Assignment: Report how many lines of the data below contain "values". Give nothing besides the number.

Extracted records:
//! Payload serializers
//!
//! A serializer turns a [`Payload`] into body bytes and back. The codec only
//! carries the serializer id; the [`SerializerRegistry`] maps ids to
//! implementations and enforces the accepted-serializer allow-list on decode.

use crate::class_registry::ClassRegistry;
use crate::error::{CodecError, Result};
use crate::payload::Payload;
use std::collections::HashMap;
use std::sync::Arc;

/// Body (de)serialization strategy
pub trait Serializer: Send + Sync {
    /// Wire id written into the message header
    fn id(&self) -> u16;

    /// Configuration name, e.g. `json`
    fn name(&self) -> &'static str;

    fn encode(&self, payload: &Payload) -> Result<Vec<u8>>;

    fn decode(&self, data: &[u8]) -> Result<Payload>;
}

/// Human-readable JSON bodies
#[derive(Debug, Default, Clone, Copy)]
pub struct JsonSerializer;

impl JsonSerializer {
    pub const ID: u16 = 2;
}

impl Serializer for JsonSerializer {
    fn id(&self) -> u16 {
        Self::ID
    }

    fn name(&self) -> &'static str {
        "json"
    }

    fn encode(&self, payload: &Payload) -> Result<Vec<u8>> {
        serde_json::to_vec(payload).map_err(|e| CodecError::serialize(self.name(), e))
    }

    fn decode(&self, data: &[u8]) -> Result<Payload> {
        serde_json::from_slice(data).map_err(|e| CodecError::serialize(self.name(), e))
    }
}

/// Compact binary bodies
#[derive(Debug, Default, Clone, Copy)]
pub struct BincodeSerializer;

impl BincodeSerializer {
    pub const ID: u16 = 3;
}

impl Serializer for BincodeSerializer {
    fn id(&self) -> u16 {
        Self::ID
    }

    fn name(&self) -> &'static str {
        "bincode"
    }

    fn encode(&self, payload: &Payload) -> Result<Vec<u8>> {
        bincode::serialize(payload).map_err(|e| CodecError::serialize(self.name(), e))
    }

    fn decode(&self, data: &[u8]) -> Result<Payload> {
        bincode::deserialize(data).map_err(|e| CodecError::serialize(self.name(), e))
    }
}

/// Known serializers plus the accepted subset and the class codecs
#[derive(Clone)]
pub struct SerializerRegistry {
    by_id: HashMap<u16, Arc<dyn Serializer>>,
    accepted: Vec<u16>,
    classes: Arc<ClassRegistry>,
}

impl SerializerRegistry {
    /// Registry with the stock serializers, all of them accepted
    pub fn new() -> Self {
        let mut registry = Self {
            by_id: HashMap::new(),
            accepted: Vec::new(),
            classes: Arc::new(ClassRegistry::new()),
        };
        registry.add(Arc::new(JsonSerializer));
        registry.add(Arc::new(BincodeSerializer));
        registry
    }

    /// Registry accepting only the named serializers
    pub fn with_accepted<S: AsRef<str>>(names: &[S]) -> Result<Self> {
        let mut registry = Self::new();
        registry.accepted = names
            .iter()
            .map(|name| registry.by_name(name.as_ref()).map(|s| s.id()))
            .collect::<Result<_>>()?;
        Ok(registry)
    }

    pub fn with_classes(mut self, classes: Arc<ClassRegistry>) -> Self {
        self.classes = classes;
        self
    }

    /// Add (and accept) a serializer
    pub fn add(&mut self, serializer: Arc<dyn Serializer>) {
        let id = serializer.id();
        self.by_id.insert(id, serializer);
        if !self.accepted.contains(&id) {
            self.accepted.push(id);
        }
    }

    pub fn classes(&self) -> &Arc<ClassRegistry> {
        &self.classes
    }

    pub fn by_name(&self, name: &str) -> Result<Arc<dyn Serializer>> {
        self.by_id
            .values()
            .find(|s| s.name() == name)
            .cloned()
            .ok_or_else(|| CodecError::serialize(name, "unknown serializer"))
    }

    pub fn is_accepted(&self, id: u16) -> bool {
        self.accepted.contains(&id)
    }

    /// Look up a serializer by wire id, refusing ids outside the allow-list
    pub fn get(&self, id: u16) -> Result<Arc<dyn Serializer>> {
        let serializer = self.by_id.get(&id).filter(|_| self.is_accepted(id));
        serializer.cloned().ok_or_else(|| CodecError::SerializerNotAccepted {
            id,
            accepted: format!("{:?}", self.accepted),
        })
    }

    /// Encode with the given serializer; outgoing custom values must be registered
    pub fn encode(&self, id: u16, payload: &Payload) -> Result<Vec<u8>> {
        for value in payload.values() {
            self.classes.validate(value)?;
        }
        let serializer = self
            .by_id
            .get(&id)
            .ok_or_else(|| CodecError::serialize(id.to_string(), "unknown serializer"))?;
        serializer.encode(payload)
    }

    /// Decode an incoming body, enforcing the allow-list and class registry
    pub fn decode(&self, id: u16, data: &[u8]) -> Result<Payload> {
        let payload = self.get(id)?.decode(data)?;
        for value in payload.values() {
            self.classes.validate(value)?;
        }
        Ok(payload)
    }
}

impl Default for SerializerRegistry {
    fn default() -> Self {
        Self::new()
    }
}

impl std::fmt::Debug for SerializerRegistry {
    fn fmt(&self, f: &mut std::fmt::Formatter<'_>) -> std::fmt::Result {
        f.debug_struct("SerializerRegistry")
            .field("accepted", &self.accepted)
            .field("classes", &self.classes)
            .finish()
    }
}

#[cfg(test)]
mod tests {
    use super::*;
    use crate::payload::{CallBody, ErrorEnvelope, Outcome};
    use crate::value::Value;

    fn sample_payloads() -> Vec<Payload> {
        vec![
            Payload::Call(CallBody::new("obj_1", "add", vec![Value::Int(1), Value::Float(2.5)])),
            Payload::Outcomes(vec![
                Outcome::Ok(Value::Bytes(vec![0, 255])),
                Outcome::Err(ErrorEnvelope {
                    kind: "ValueError".into(),
                    message: "bad".into(),
                    traceback: vec!["at obj.method".into()],
                }),
            ]),
            Payload::Data(Value::Null),
            Payload::Data(Value::List(vec![Value::Proxy("DIRECT:obj_2@localhost:9090".into())])),
        ]
    }

    #[test]
    fn stock_serializers_agree() {
        let registry = SerializerRegistry::new();
        for id in [JsonSerializer::ID, BincodeSerializer::ID] {
            for payload in sample_payloads() {
                let bytes = registry.encode(id, &payload).unwrap();
                assert_eq!(registry.decode(id, &bytes).unwrap(), payload);
            }
        }
    }

    #[test]
    fn allow_list_is_enforced_on_decode() {
        let full = SerializerRegistry::new();
        let json_only = SerializerRegistry::with_accepted(&["json"]).unwrap();
        let payload = Payload::Data(Value::Int(5));

        let bytes = full.encode(BincodeSerializer::ID, &payload).unwrap();
        assert!(matches!(
            json_only.decode(BincodeSerializer::ID, &bytes),
            Err(CodecError::SerializerNotAccepted { id: 3, .. })
        ));
        assert!(json_only.decode(99, &bytes).is_err());
    }

    #[test]
    fn unknown_serializer_name() {
        assert!(SerializerRegistry::with_accepted(&["pickle"]).is_err());
    }

    #[test]
    fn unregistered_custom_value_is_refused() {
        let registry = SerializerRegistry::new();
        let payload = Payload::Data(Value::Custom {
            tag: "Secret".into(),
            value: Box::new(Value::Null),
        });
        assert_eq!(
            registry.encode(JsonSerializer::ID, &payload),
            Err(CodecError::unknown_type_tag("Secret"))
        );
    }

    #[test]
    fn garbage_body_is_serialization_error() {
        let registry = SerializerRegistry::new();
        let err = registry.decode(JsonSerializer::ID, b"{not json").unwrap_err();
        assert!(err.is_serialization());
    }
}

Answer for this exercise: 4